The only way to make a profit by investing in bitcoins is by selling them to other investors, for more than their purchase price. Thus, bitcoin has the essential character of a penny stock, or a pyramid schema: the profit of early investors comes entirely from the investment of later ones.
All of those statements apply to gold also. Gold has nearly no utility other than as money. The ornamental jewelry demand (i.e. that people want to flaunt it) is because of the perceived value of gold as money.
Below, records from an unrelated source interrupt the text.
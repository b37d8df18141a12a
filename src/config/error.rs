//! Configuration Error Types
//!
//! Error handling for configuration loading and validation.

use std::path::PathBuf;
use thiserror::Error;

/// Configuration-related errors with detailed context
#[derive(Debug, Error)]
pub enum ConfigurationError {
    /// Base configuration file not found
    #[error("Configuration file not found: {path}")]
    ConfigFileNotFound { path: PathBuf },

    /// The config sources could not be read or deserialized
    #[error("Failed to load configuration: {error}")]
    LoadError { error: String },

    /// Invalid configuration value
    #[error("Invalid value '{value}' for field '{field}': {context}")]
    InvalidValue {
        field: String,
        value: String,
        context: String,
    },
}

impl ConfigurationError {
    pub fn invalid_value(
        field: impl Into<String>,
        value: impl ToString,
        context: impl Into<String>,
    ) -> Self {
        Self::InvalidValue {
            field: field.into(),
            value: value.to_string(),
            context: context.into(),
        }
    }
}

impl From<config::ConfigError> for ConfigurationError {
    fn from(err: config::ConfigError) -> Self {
        Self::LoadError {
            error: err.to_string(),
        }
    }
}

pub type ConfigResult<T> = std::result::Result<T, ConfigurationError>;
If we remove that perceived value as money, then the tangible material of gold would have nearly no use and thus no value, except as its price dropped it might become economic for new uses.
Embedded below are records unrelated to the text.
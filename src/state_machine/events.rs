use serde::{Deserialize, Serialize};

/// Events that drive task status transitions
#[derive(Debug, Clone, PartialEq, Eq, Serialize, Deserialize)]
#[serde(tag = "type", content = "data")]
pub enum TaskEvent {
    /// A worker takes ownership of a claimable task
    Claim,
    /// The worker starts running the handler
    Start,
    /// The handler succeeded
    Complete,
    /// The handler failed with an error message
    Fail(String),
    /// Operator or producer cancellation
    Cancel,
}

impl TaskEvent {
    /// Stable name used in log fields and transition errors
    pub fn event_type(&self) -> &'static str {
        match self {
            Self::Claim => "claim",
            Self::Start => "start",
            Self::Complete => "complete",
            Self::Fail(_) => "fail",
            Self::Cancel => "cancel",
        }
    }

    /// Handler error carried by a `Fail` event
    pub fn error_message(&self) -> Option<&str> {
        match self {
            Self::Fail(message) => Some(message),
            _ => None,
        }
    }

    pub fn fail_with_error(error: impl Into<String>) -> Self {
        Self::Fail(error.into())
    }
}

#[cfg(test)]
mod tests {
    use super::*;

    #[test]
    fn test_event_types() {
        assert_eq!(TaskEvent::Claim.event_type(), "claim");
        assert_eq!(TaskEvent::fail_with_error("boom").event_type(), "fail");
        assert_eq!(
            TaskEvent::fail_with_error("boom").error_message(),
            Some("boom")
        );
        assert_eq!(TaskEvent::Cancel.error_message(), None);
    }
}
The basis of gold's perceived value are the qualities I mentioned already, e.g. rarity, fungibility, infinite divisibility, lack of 3rd party dependence, etc.. Bitcoin has these same attributes and also excels in ways that gold can't, for the purpose of money.
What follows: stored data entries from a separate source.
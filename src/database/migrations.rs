//! # Database Migrations
//!
//! Schema migrations live in `migrations/` using the
//! `YYYYMMDDHHMMSS_description.sql` naming convention and are embedded into
//! the binary at compile time. sqlx tracks applied versions in
//! `_sqlx_migrations` and serializes concurrent runners with an advisory lock,
//! so several workers starting at once apply each migration exactly once.

use sqlx::migrate::Migrator;
use sqlx::PgPool;
use tracing::info;

use crate::error::Result;

static MIGRATOR: Migrator = sqlx::migrate!("./migrations");

/// Manages database schema migrations.
pub struct DatabaseMigrations;

impl DatabaseMigrations {
    /// Run all outstanding migrations in order
    pub async fn run_all(pool: &PgPool) -> Result<()> {
        MIGRATOR.run(pool).await?;
        info!(
            known_migrations = MIGRATOR.iter().count(),
            "Database migrations up to date"
        );
        Ok(())
    }

    /// Versions embedded in this build, oldest first
    pub fn versions() -> Vec<i64> {
        MIGRATOR.iter().map(|migration| migration.version).collect()
    }
}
Again the comparison to equities is incredibly stupid for the reasons I had already stated.
Investment in bitcoin does not contribute to mankind's real wealth or well-being: it does not finance the creation of any material goods or real services. On the other hand, it has ruined many naive investors who have been induced to put their savings into it, by spurious promises of fantastic price increases in some undefined future.
This is incredibly myopic. Jorge Stolfi doesn't seem to appreciate the entire reason for money to exist is because it raises the efficiency of commerce. The free market Invisible Hand of money is doing things that can't be seen (because they occur decentralized). For example, Jorge Stolfi can't see that Bitcoin as a reserve currency of altcoins has motivated and financed my development of BitNet which I posit will entirely revolutionize the Internet. I even told Jorge about my project in our private discussions on Reddit in 2016.
In my view, since it is primarily used for investment, bitcoin should be regulated like a security; in which case it would probably get from the regulators the same treatment that a penny stock or ponzi fund would get.
No single government can regulate blockchains, because it is a globalized phenomenon and it is like playing Whac-A-Mole (even if you could kill Bitcoin, another altcoin would rise to replace it and all the value from the public keys of Bitcoin would be burned to the new altcoin seamlessly). Analogously no single government can regulate gold outside its borders. Gold's disadvantage compared to Bitcoin is that gold can't be traded across borders without government interference with the free market. John Nash's Ideal Money states that huge distortions in the free market are caused by government interference with money.
Bitcoin's addresses are like a genetic DNA from a virus that can't be permanently destroyed. Shut down all the mining, yet the dormant virus will come back alive in the future will all value still intact. So we can say that Bitcoin is at least as durable as gold (and I will soon show a Theory of Everything for our universe in which I can posit Bitcoin being intangible information is more durable than tangible gold, because information is transferable to dimensions not representable in the tangible classical mechanics).
As for the proposed ETF, it does not add any productive mechanism to the underlying bitcoins. It only provides a level of indirection, that is intended to make bitcoin accessible to investments funds that it would not otherwise get (such as retirement funds). But, would the SEC authorize an ETF whose shares are to be backed exclusively by shares of a specific penny stock?
Adding to the market cap of Bitcoin will grow Bitcoin's utility.
The physical gold backing any gold ETF only has value because of the perceived monetary value of gold, of which Bitcoin has the same attributes. The physical gold would become worthless tomorrow if people decided that gold has no utility as a store-of-value money (and in fact this is coming because gold is inferior to Bitcoin and governments are intent on confiscation of physical assets and regulated assets such as bank money, stocks, and real estate).